An Ugly Blue Flu
APS police take a few hours off to make a point, but why arm someone with a chip on his shoulder?
Eric J. Garcia
If all the celebrities in the world went on strike, few would suffer. If all the waitresses in Albuquerque had a "sick-out," things would be rough but probably OK. But there are some workers who shouldn't call in to work en masse to make a point: police, firemen, ambulance drivers and air-traffic controllers, to name a few. There's a difference between stirring up inconvenience, even serious inconvenience, with your absence and putting people in danger because you didn't get your way.
On Friday, Aug. 17, 26 of 32 officers for Albuquerque Public Schools called in sick after the Board of Education ruled they couldn't carry guns during school hours and didn't up their pay. Sure, the officers could probably use a raise and better equipment. Paying people in public service jobs should be a big priority for any agency. But there's the rub. Notice the "public service" part of that job description. Sometimes you're too important to take a few hours off to make a point.

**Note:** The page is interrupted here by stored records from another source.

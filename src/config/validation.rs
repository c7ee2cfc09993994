//! Configuration validation.
//!
//! Validates configuration at startup to catch common errors early.

use super::{Config, StoreBackend};
use thiserror::Error;

/// Validation errors for configuration.
#[derive(Debug, Error)]
pub enum ValidationError {
    #[error("relay.nick must be non-empty and contain no spaces, got '{0}'")]
    InvalidNick(String),
    #[error("relay.max_message_len must be greater than zero")]
    ZeroMessageLength,
    #[error("irc.deadline_secs must be greater than zero")]
    ZeroDeadline,
    #[error("routing.default '{0}' is not a configured shortcut")]
    UnknownDefaultShortcut(String),
    #[error("paste.url must be an http(s) URL, got '{0}'")]
    InvalidPasteUrl(String),
    #[error("rate_limit.redis_url must be a redis:// or unix:// URL, got '{0}'")]
    InvalidRedisUrl(String),
    #[error("webhook template '{prefix}' has {placeholders} placeholders but {paths} paths")]
    TemplateArity {
        prefix: String,
        placeholders: usize,
        paths: usize,
    },
    #[error("webhook template '{prefix}' has an empty key in path '{path}'")]
    EmptyPathSegment { prefix: String, path: String },
}

const REDIS_SCHEMES: &[&str] = &["redis://", "rediss://", "unix://", "redis+unix://"];

/// Validate a configuration, returning all errors found.
pub fn validate(config: &Config) -> Result<(), Vec<ValidationError>> {
    let mut errors = Vec::new();

    let nick = &config.relay.nick;
    if nick.is_empty() || nick.contains(char::is_whitespace) {
        errors.push(ValidationError::InvalidNick(nick.clone()));
    }
    if config.relay.max_message_len == 0 {
        errors.push(ValidationError::ZeroMessageLength);
    }
    if config.irc.deadline_secs == 0 {
        errors.push(ValidationError::ZeroDeadline);
    }

    if !config
        .routing
        .shortcuts
        .contains_key(&config.routing.default)
    {
        errors.push(ValidationError::UnknownDefaultShortcut(
            config.routing.default.clone(),
        ));
    }

    let url = &config.paste.url;
    if !(url.starts_with("http://") || url.starts_with("https://")) {
        errors.push(ValidationError::InvalidPasteUrl(url.clone()));
    }

    let limit = &config.rate_limit;
    if limit.max_per_minute > 0
        && limit.store == StoreBackend::Redis
        && !REDIS_SCHEMES.iter().any(|s| limit.redis_url.starts_with(s))
    {
        errors.push(ValidationError::InvalidRedisUrl(limit.redis_url.clone()));
    }

    for template in &config.webhook.templates {
        let placeholders = template.placeholder_count();
        if placeholders != template.paths.len() {
            errors.push(ValidationError::TemplateArity {
                prefix: template.ref_prefix.clone(),
                placeholders,
                paths: template.paths.len(),
            });
        }
        for path in &template.paths {
            if path.split('.').any(str::is_empty) {
                errors.push(ValidationError::EmptyPathSegment {
                    prefix: template.ref_prefix.clone(),
                    path: path.clone(),
                });
            }
        }
    }

    if errors.is_empty() {
        Ok(())
    } else {
        Err(errors)
    }
}
//! Webhook template configuration.

use serde::Deserialize;

use super::defaults;

/// Webhook rendering configuration.
#[derive(Debug, Clone, Deserialize)]
pub struct WebhookConfig {
    /// Templates in match order. The first whose prefix matches wins.
    #[serde(default = "defaults::default_templates")]
    pub templates: Vec<TemplateConfig>,
}

impl Default for WebhookConfig {
    fn default() -> Self {
        Self {
            templates: defaults::default_templates(),
        }
    }
}

/// One `[[webhook.templates]]` block.
#[derive(Debug, Clone, PartialEq, Eq, Deserialize)]
pub struct TemplateConfig {
    /// Matched as a plain string prefix of the document's `ref`.
    pub ref_prefix: String,
    /// Output line; each `{}` takes the next resolved path.
    pub format: String,
    /// Dotted document paths, or `self` for the trailing ref component.
    pub paths: Vec<String>,
}

impl TemplateConfig {
    /// Number of `{}` placeholders in the format string.
    pub fn placeholder_count(&self) -> usize {
        self.format.matches("{}").count()
    }
}

#[cfg(test)]
mod tests {
    use super::*;

    #[test]
    fn builtin_templates_are_consistent() {
        for template in WebhookConfig::default().templates {
            assert_eq!(template.placeholder_count(), template.paths.len());
        }
    }

    #[test]
    fn templates_parse_in_order() {
        let config: WebhookConfig = toml::from_str(
            r#"
[[templates]]
ref_prefix = "refs/heads/main"
format = "{} on main"
paths = ["sender.login"]

[[templates]]
ref_prefix = "refs/heads/"
format = "{} elsewhere"
paths = ["sender.login"]
"#,
        )
        .unwrap();
        assert_eq!(config.templates.len(), 2);
        assert_eq!(config.templates[0].ref_prefix, "refs/heads/main");
    }
}
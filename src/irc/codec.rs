//! IRC message codec for tokio.
//!
//! Incoming bytes are split with [`LinesCodec`] and parsed into [`Message`]s.
//! Lines that fail to parse, or that exceed the length limit, are logged and
//! skipped instead of ending the stream. Outgoing messages are terminated
//! with CRLF and must not contain a line break themselves.

use bytes::BytesMut;
use tokio_util::codec::{Decoder, Encoder, LinesCodec, LinesCodecError};
use tracing::debug;

use super::error::ProtocolError;
use super::message::Message;

/// Longest incoming line accepted, tags included.
pub const MAX_INCOMING_LEN: usize = 8191;

/// Longest outgoing line, CRLF excluded.
pub const MAX_OUTGOING_LEN: usize = 510;

/// Tokio codec for encoding/decoding IRC messages.
pub struct IrcCodec {
    lines: LinesCodec,
}

impl IrcCodec {
    pub fn new() -> Self {
        Self {
            lines: LinesCodec::new_with_max_length(MAX_INCOMING_LEN),
        }
    }
}

impl Default for IrcCodec {
    fn default() -> Self {
        Self::new()
    }
}

impl Decoder for IrcCodec {
    type Item = Message;
    type Error = ProtocolError;

    fn decode(&mut self, src: &mut BytesMut) -> Result<Option<Message>, ProtocolError> {
        loop {
            let line = match self.lines.decode(src) {
                Ok(Some(line)) => line,
                Ok(None) => return Ok(None),
                Err(LinesCodecError::MaxLineLengthExceeded) => {
                    debug!(limit = MAX_INCOMING_LEN, "Discarding over-long line");
                    continue;
                }
                Err(LinesCodecError::Io(e)) => return Err(e.into()),
            };

            match line.parse::<Message>() {
                Ok(msg) => return Ok(Some(msg)),
                Err(ProtocolError::EmptyMessage) => continue,
                Err(e) => {
                    debug!(line = %line, error = %e, "Skipping unparseable line");
                    continue;
                }
            }
        }
    }
}

impl Encoder<Message> for IrcCodec {
    type Error = ProtocolError;

    fn encode(&mut self, msg: Message, dst: &mut BytesMut) -> Result<(), ProtocolError> {
        let line = msg.to_string();
        if line.contains(['\r', '\n']) {
            return Err(ProtocolError::LineBreak);
        }
        if line.len() > MAX_OUTGOING_LEN {
            return Err(ProtocolError::MessageTooLong {
                actual: line.len(),
                limit: MAX_OUTGOING_LEN,
            });
        }
        dst.reserve(line.len() + 2);
        dst.extend_from_slice(line.as_bytes());
        dst.extend_from_slice(b"\r\n");
        Ok(())
    }
}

What's the message here from these APS officers? They say they need guns to better protect our schoolkids—then take the whole morning off, leaving the Sheriff's Department to do their job? Sure doesn't sound like safety's at the top of their list of concerns.
The antagonistic relationship between a security force and the population it protects always exists, but the officers at APS are half of a particularly nasty one. Students call them "narcs" or worse, and they often serve as a focal point for teenage rebellion. The officers' listlessness is evident--and could be because they aren't paid or equipped properly by APS. How could adding guns to this less than amiable situation make it any better?

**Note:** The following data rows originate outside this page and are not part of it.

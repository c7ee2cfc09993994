//! Configuration loading and management.
//!
//! This module is split into logical submodules:
//! - [`types`]: Core config struct definitions (Config, RelayConfig, IrcConfig, PasteConfig)
//! - [`routing`]: Destination shortcut table (RoutingConfig, ShortcutEntry)
//! - [`security`]: Rate limiting configuration (RateLimitConfig, StoreBackend)
//! - [`webhook`]: Webhook template configuration (WebhookConfig, TemplateConfig)
//! - [`validation`]: Startup validation

mod defaults;
mod routing;
mod security;
mod types;
pub mod validation;
mod webhook;

pub use routing::{RoutingConfig, ShortcutEntry};
pub use security::{RateLimitConfig, StoreBackend};
pub use types::{Config, ConfigError, IrcConfig, PasteConfig, RelayConfig};
pub use webhook::{TemplateConfig, WebhookConfig};
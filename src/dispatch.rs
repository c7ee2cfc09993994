//! Request dispatch.
//!
//! Sequences one relay request: resolve the destination, produce the final
//! message text, apply the rate limit, deliver, and report. Every failure
//! becomes exactly one line of output.

use std::path::PathBuf;
use std::sync::Arc;
use tracing::{Instrument, info, warn};

use crate::config::Config;
use crate::error::{RelayError, RelayResult};
use crate::irc::{DeliveryEngine, Identity};
use crate::paste::LongTextSink;
use crate::request::{InboundRequest, Method};
use crate::route::Resolver;
use crate::security::{CounterStore, RateLimiter};
use crate::telemetry::spans;
use crate::webhook::TemplateEngine;

/// Header line printed before every response body.
pub const CONTENT_TYPE: &str = "Content-Type: text/html; charset=utf-8";

/// Line printed after a successful delivery.
pub const SUCCESS_LINE: &str = "Sent successfully!";

const MAX_NICK_LEN: usize = 30;

/// Text written back to the caller.
#[derive(Debug, Clone, PartialEq, Eq)]
pub struct Response {
    pub lines: Vec<String>,
    /// Set when delivery succeeded.
    pub delivered: bool,
    /// Index into `lines` of the success or error line; `None` for GET.
    pub status: Option<usize>,
}

impl Response {
    /// Full CGI output: header, blank line, body.
    pub fn render(&self) -> String {
        let mut out = format!("{}\n\n", CONTENT_TYPE);
        for line in &self.lines {
            out.push_str(line);
            out.push('\n');
        }
        out
    }

    /// The success or error line of a POST, ignoring any usage text after it.
    pub fn outcome(&self) -> Option<&str> {
        self.status
            .and_then(|i| self.lines.get(i))
            .map(String::as_str)
    }
}

/// Orchestrates one relay request.
pub struct Dispatcher {
    identity: Identity,
    max_message_len: usize,
    help_page: PathBuf,
    resolver: Resolver,
    templates: TemplateEngine,
    sink: Arc<dyn LongTextSink>,
    limiter: RateLimiter,
    engine: DeliveryEngine,
}

impl Dispatcher {
    pub fn new(
        config: &Config,
        sink: Arc<dyn LongTextSink>,
        store: Arc<dyn CounterStore>,
    ) -> Self {
        Self {
            identity: Identity {
                nick: config.relay.nick.clone(),
                user: config.relay.user.clone(),
                realname: config.relay.realname.clone(),
            },
            max_message_len: config.relay.max_message_len,
            help_page: config.relay.help_page.clone(),
            resolver: Resolver::new(&config.routing),
            templates: TemplateEngine::new(&config.webhook),
            sink,
            limiter: RateLimiter::new(&config.rate_limit, store),
            engine: DeliveryEngine::new(&config.irc),
        }
    }

    /// Replace the delivery engine, e.g. to shorten its deadline.
    pub fn with_engine(mut self, engine: DeliveryEngine) -> Self {
        self.engine = engine;
        self
    }

    pub async fn handle(&self, req: &InboundRequest) -> Response {
        let method = match &req.method {
            Method::Get => "GET",
            Method::Post => "POST",
            Method::Other(m) => m.as_str(),
        };
        let span = spans::request(method, &req.remote_addr);

        async {
            if req.method == Method::Get {
                return Response {
                    lines: vec![self.help_page().await],
                    delivered: false,
                    status: None,
                };
            }

            let mut lines = Vec::new();
            match self.relay(req, &mut lines).await {
                Ok(()) => {
                    info!("Message relayed");
                    lines.push(SUCCESS_LINE.to_string());
                    Response {
                        status: Some(lines.len() - 1),
                        lines,
                        delivered: true,
                    }
                }
                Err(e) => {
                    warn!(code = e.error_code(), error = %e, "Relay failed");
                    lines.push(e.to_string());
                    let status = Some(lines.len() - 1);
                    if e.wants_usage() {
                        lines.extend(self.resolver.usage(&self.identity.nick));
                    }
                    Response {
                        lines,
                        delivered: false,
                        status,
                    }
                }
            }
        }
        .instrument(span)
        .await
    }

    async fn relay(&self, req: &InboundRequest, lines: &mut Vec<String>) -> RelayResult<()> {
        if let Method::Other(m) = &req.method {
            return Err(RelayError::InvalidRequestShape(format!(
                "method {} is not supported",
                m
            )));
        }

        let destination = self.resolver.resolve(&req.path)?;
        let message = self.message_text(req).await?;
        self.limiter.check(&req.remote_addr).await?;

        info!(server = %destination.server, channel = %destination.channel, "Relaying message");
        lines.push(format!("Sending to {}", destination));

        self.engine
            .send(self.identity_for(req), &destination, &message)
            .await?;
        Ok(())
    }

    /// Final text to deliver: rendered webhook, pasted link, or the raw body.
    async fn message_text(&self, req: &InboundRequest) -> RelayResult<String> {
        if req.is_webhook() {
            let line = self.templates.render_body(&req.body)?;
            if line.trim().is_empty() {
                return Err(RelayError::EmptyMessage);
            }
            return Ok(line);
        }

        let body = req.body_text();
        if body.trim().is_empty() {
            return Err(RelayError::EmptyMessage);
        }
        if body.chars().count() <= self.max_message_len {
            return Ok(body);
        }

        let shortened = self.sink.shorten(&body).await;
        if shortened.ok {
            info!(link = %shortened.text, "Long message pasted");
            Ok(shortened.text)
        } else {
            Err(RelayError::PasteServiceFailure(shortened.text))
        }
    }

    fn identity_for(&self, req: &InboundRequest) -> Identity {
        let mut identity = self.identity.clone();
        if let Some(nick) = req.nick.as_deref().and_then(sanitize_nick) {
            identity.nick = nick;
        }
        identity
    }

    async fn help_page(&self) -> String {
        match tokio::fs::read_to_string(&self.help_page).await {
            Ok(page) => page,
            Err(e) => {
                warn!(path = %self.help_page.display(), error = %e, "Failed to read help page");
                self.resolver.usage(&self.identity.nick).join("\n")
            }
        }
    }
}

/// Keep only characters valid in a nickname; `None` when nothing usable is left.
fn sanitize_nick(raw: &str) -> Option<String> {
    let nick: String = raw
        .chars()
        .filter(|c| c.is_ascii_alphanumeric() || "-_[]\\`^{}|".contains(*c))
        .take(MAX_NICK_LEN)
        .collect();
    match nick.chars().next() {
        Some(first) if !first.is_ascii_digit() && first != '-' => Some(nick),
        _ => None,
    }
}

I'm sure some parents would prefer an armed police force in light of the years-long spate of countrywide school massacres: Columbine, Virginia Tech, the one-room Amish schoolhouse. But though the pain of those shootings is very real for those communities, it's also important to remember that the media turns these shootings into circuses of dread for its consumers, inflating the sense of fear and panic when they send their own kids off to school.
Perhaps if APS was taking care of its security force—school officers make about half as much as APD—we could be sure APS police were ready to carry firearms throughout the school day. As things stand, with officers angry enough to catch the blue flu and undervalued enough to feel antagonized, I can't think of a worse time to arm them.